The killings of Marcellana and Gumanoy stirred public outrage enough to
get Palparan relieved from the 204th Infantry Battalion and transferred to
Rizal. His Oriental Mindoro record, based on Karapatan data, totaled 326
human rights violations involving 1,219 individual victims.
In the very week of Palparan's transfer to Rizal, based on an article by
Bulatlat’s Aubrey Makilan, the chief of a barangay (village)
security force in Antipolo City was killed. Before that he was repeatedly
questioned by the military on his alleged connections with the New
People's Army (NPA).
Iraq mission
In February 2004, Palparan was assigned to head an AFP contingent sent on
a “humanitarian” mission to Iraq.
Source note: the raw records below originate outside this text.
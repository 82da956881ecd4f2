//! Interactive session over one [`AppContext`].

use std::path::Path;
use std::time::Instant;

use anyhow::{Context, Result, bail};
use legal_rag::{
    FeedbackStore, FeedbackSubmission, Jurisdiction, ModelTier, QueryAnalytics, RagAnswer,
    RetrievalResult, VerifiedAnswer,
};
use rustyline::DefaultEditor;
use rustyline::error::ReadlineError;

use crate::CorpusArgs;
use crate::commands::open_store;
use crate::context::{AppContext, CorpusSource};
use crate::output;

const HELP: &str = "Text without a leading '/' is asked as a question.

Commands:
  /ask <question>        answer a question
  /agent <question>      verified multi-step research
  /evaluate              score the last answer with the judge model
  /filter <federal|state|all>
  /top-k <1-10>
  /model <small|medium|large>
  /stats                 index and session statistics
  /reset                 delete every indexed document
  /ingest <file|sample>  add a JSONL corpus or the sample corpus
  /rate <1-5> [comment]  rate the last answer
  /help, /quit";

/// One line of input: a question, or a `/`-prefixed command with its arguments.
#[derive(Debug, PartialEq, Eq)]
enum Input<'a> {
    Question(&'a str),
    Command { name: String, args: &'a str },
}

impl<'a> Input<'a> {
    fn parse(line: &'a str) -> Self {
        let line = line.trim();
        let Some(command) = line.strip_prefix('/') else {
            return Self::Question(line);
        };
        let (name, args) = command.split_once(char::is_whitespace).unwrap_or((command, ""));
        Self::Command { name: name.to_ascii_lowercase(), args: args.trim() }
    }
}

enum LastAnswer {
    Rag(RagAnswer),
    Verified(VerifiedAnswer),
}

impl LastAnswer {
    fn parts(&self) -> (&str, &str, &RetrievalResult) {
        match self {
            Self::Rag(a) => (a.question.as_str(), a.answer.as_str(), &a.retrieval),
            Self::Verified(v) => (v.question.as_str(), v.answer.as_str(), &v.retrieval),
        }
    }

    fn submission(&self, rating: u8, comments: String) -> FeedbackSubmission {
        match self {
            Self::Rag(answer) => FeedbackSubmission::for_answer(answer, rating, comments),
            Self::Verified(v) => FeedbackSubmission {
                question: v.question.clone(),
                answer: v.answer.clone(),
                rating,
                comments,
                jurisdiction: v.analysis.scope.to_string(),
                source_citations: v.sources.iter().map(|s| s.citation.clone()).collect(),
            },
        }
    }
}

struct Session {
    context: AppContext,
    feedback: FeedbackStore,
    filter: Option<Jurisdiction>,
    analytics: QueryAnalytics,
    last: Option<LastAnswer>,
}

enum Flow {
    Continue,
    Quit,
}

pub async fn run(corpus: &CorpusArgs, feedback_file: &Path) -> Result<()> {
    let config = legal_rag::AppConfig::from_env()?;
    let context = AppContext::build(config, corpus.source()).await?;
    let mut session = Session {
        context,
        feedback: open_store(feedback_file)?,
        filter: None,
        analytics: QueryAnalytics::new(),
        last: None,
    };

    let mut editor = DefaultEditor::new().context("failed to start line editor")?;
    println!("legal-rag interactive session. Type /help for commands.");
    loop {
        match editor.readline("legal> ") {
            Ok(line) => {
                let line = line.trim();
                if line.is_empty() {
                    continue;
                }
                let _ = editor.add_history_entry(line);
                match session.handle(line).await {
                    Ok(Flow::Quit) => break,
                    Ok(Flow::Continue) => {}
                    Err(e) => eprintln!("Error: {e:#}"),
                }
            }
            Err(ReadlineError::Interrupted) => println!("^C"),
            Err(ReadlineError::Eof) => break,
            Err(e) => return Err(e).context("failed to read input"),
        }
    }
    println!("Bye!");
    Ok(())
}

impl Session {
    fn filter_label(&self) -> &'static str {
        self.filter.map_or("all", |j| j.as_str())
    }

    async fn handle(&mut self, line: &str) -> Result<Flow> {
        let (command, rest) = match Input::parse(line) {
            Input::Question(question) => {
                self.ask(question).await?;
                return Ok(Flow::Continue);
            }
            Input::Command { name, args } => (name, args),
        };
        match command.as_str() {
            "quit" | "exit" => return Ok(Flow::Quit),
            "help" => println!("{HELP}"),
            "ask" => self.ask(rest).await?,
            "agent" => self.agent(rest).await?,
            "evaluate" => self.evaluate().await?,
            "filter" => {
                self.filter = match rest.to_ascii_lowercase().as_str() {
                    "all" | "" => None,
                    other => Some(other.parse()?),
                };
                println!("Jurisdiction filter: {}", self.filter_label());
            }
            "top-k" => {
                let top_k = rest.parse().with_context(|| format!("not a number: {rest}"))?;
                self.context.reconfigure(Some(top_k), None)?;
                println!("top_k = {top_k}");
            }
            "model" => {
                let model: ModelTier = rest.parse()?;
                self.context.reconfigure(None, Some(model))?;
                println!("model = {model}");
            }
            "stats" => {
                output::print_index_stats(&self.context.index.stats().await?);
                println!(
                    "Filter {}, top_k {}, model {}",
                    self.filter_label(),
                    self.context.config.rag.top_k,
                    self.context.config.rag.model
                );
                if let Some(summary) = self.analytics.summary() {
                    output::print_query_summary(&summary);
                }
            }
            "reset" => {
                self.context.index.reset().await?;
                self.last = None;
                println!("Index cleared.");
            }
            "ingest" => {
                let source = match rest {
                    "" => bail!("usage: /ingest <file|sample>"),
                    "sample" => CorpusSource::Sample,
                    path => CorpusSource::File(Path::new(path)),
                };
                let stored = self.context.load(source).await?;
                println!("Ingested {stored} documents.");
            }
            "rate" => self.rate(rest)?,
            other => bail!("unknown command '/{other}'; type /help for commands"),
        }
        Ok(Flow::Continue)
    }

    async fn ask(&mut self, question: &str) -> Result<()> {
        if question.is_empty() {
            bail!("usage: /ask <question>");
        }
        let started = Instant::now();
        let answer = self.context.pipeline.ask(question, self.filter).await?;
        self.analytics.log_query(question, answer.retrieval.len(), self.filter_label(), started.elapsed());
        output::print_answer(&answer);
        self.last = Some(LastAnswer::Rag(answer));
        Ok(())
    }

    async fn agent(&mut self, question: &str) -> Result<()> {
        if question.is_empty() {
            bail!("usage: /agent <question>");
        }
        let started = Instant::now();
        let result = self.context.verifier.research(question, self.context.config.rag.model).await?;
        let label = result.analysis.scope.to_string();
        self.analytics.log_query(question, result.retrieval.len(), label, started.elapsed());
        output::print_verified(&result);
        self.last = Some(LastAnswer::Verified(result));
        Ok(())
    }

    async fn evaluate(&self) -> Result<()> {
        let Some(last) = &self.last else {
            bail!("nothing to evaluate yet; ask a question first");
        };
        let (question, answer, retrieval) = last.parts();
        let record = self
            .context
            .evaluator
            .evaluate(question, answer, retrieval, self.context.config.rag.model)
            .await?;
        output::print_evaluation(&record);
        Ok(())
    }

    fn rate(&self, args: &str) -> Result<()> {
        let Some(last) = &self.last else {
            bail!("nothing to rate yet; ask a question first");
        };
        let (rating, comments) = args.split_once(char::is_whitespace).unwrap_or((args, ""));
        let rating: u8 = rating.parse().with_context(|| format!("rating must be 1-5, got '{rating}'"))?;
        self.feedback.submit(last.submission(rating, comments.trim().to_string()))?;
        println!("Thanks for the feedback.");
        Ok(())
    }
}

#[cfg(test)]
mod tests {
    use super::*;

    #[test]
    fn text_starting_with_a_command_word_is_a_question() {
        assert_eq!(
            Input::parse("reset my expectations: is a verbal lease binding?"),
            Input::Question("reset my expectations: is a verbal lease binding?")
        );
        assert_eq!(Input::parse("  quit claim deeds  "), Input::Question("quit claim deeds"));
    }

    #[test]
    fn slash_prefix_selects_a_command() {
        assert_eq!(Input::parse("/reset"), Input::Command { name: "reset".into(), args: "" });
        assert_eq!(
            Input::parse("/Rate 4  clear and cited "),
            Input::Command { name: "rate".into(), args: "4  clear and cited" }
        );
    }
}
He returned seven months later, was
given a Medal of Valor, and appointed chief of staff of the Philippine
Army.
In February 2005 he was called back into the field as commanding officer
of the 8th Infantry Division, which covers Eastern Visayas. The most
prominent victims of human rights violations in the region during
Palparan’s stint there are lawyer Felidito Dacut, youth organizer Marvin
Montabon, and Rev. Edison Lapuz.
Dacut, 51, a leader of the Integrated Bar of the Philippines (IBP) and
Bayan Muna in Eastern Visayas, was on his way home aboard a jeepney when
killed March 14, 2005. As the jeepney cruised along Arellano Street in
Tacloban City, Leyte, two men aboard a motorcycle drove near the victim,
and one fired a shot behind him. The bullet pierced through his heart and
instantly killed him.
Earlier that day, soldiers had gone to Montabon’s home in Tarangnan, Samar
and shot him before burning the house. The young man was burned inside the
house.
Lapuz, Eastern Visayas conference minister of the United Church of Christ
in the Philippines (UCCP) and chairman of Katungod-Sinirangang Bisayas,
the Eastern Visayas chapter of Karapatan, had just come from the burial of
his father when he was killed May 12, 2005. He was then busy organizing a
mining conference for church people in the region.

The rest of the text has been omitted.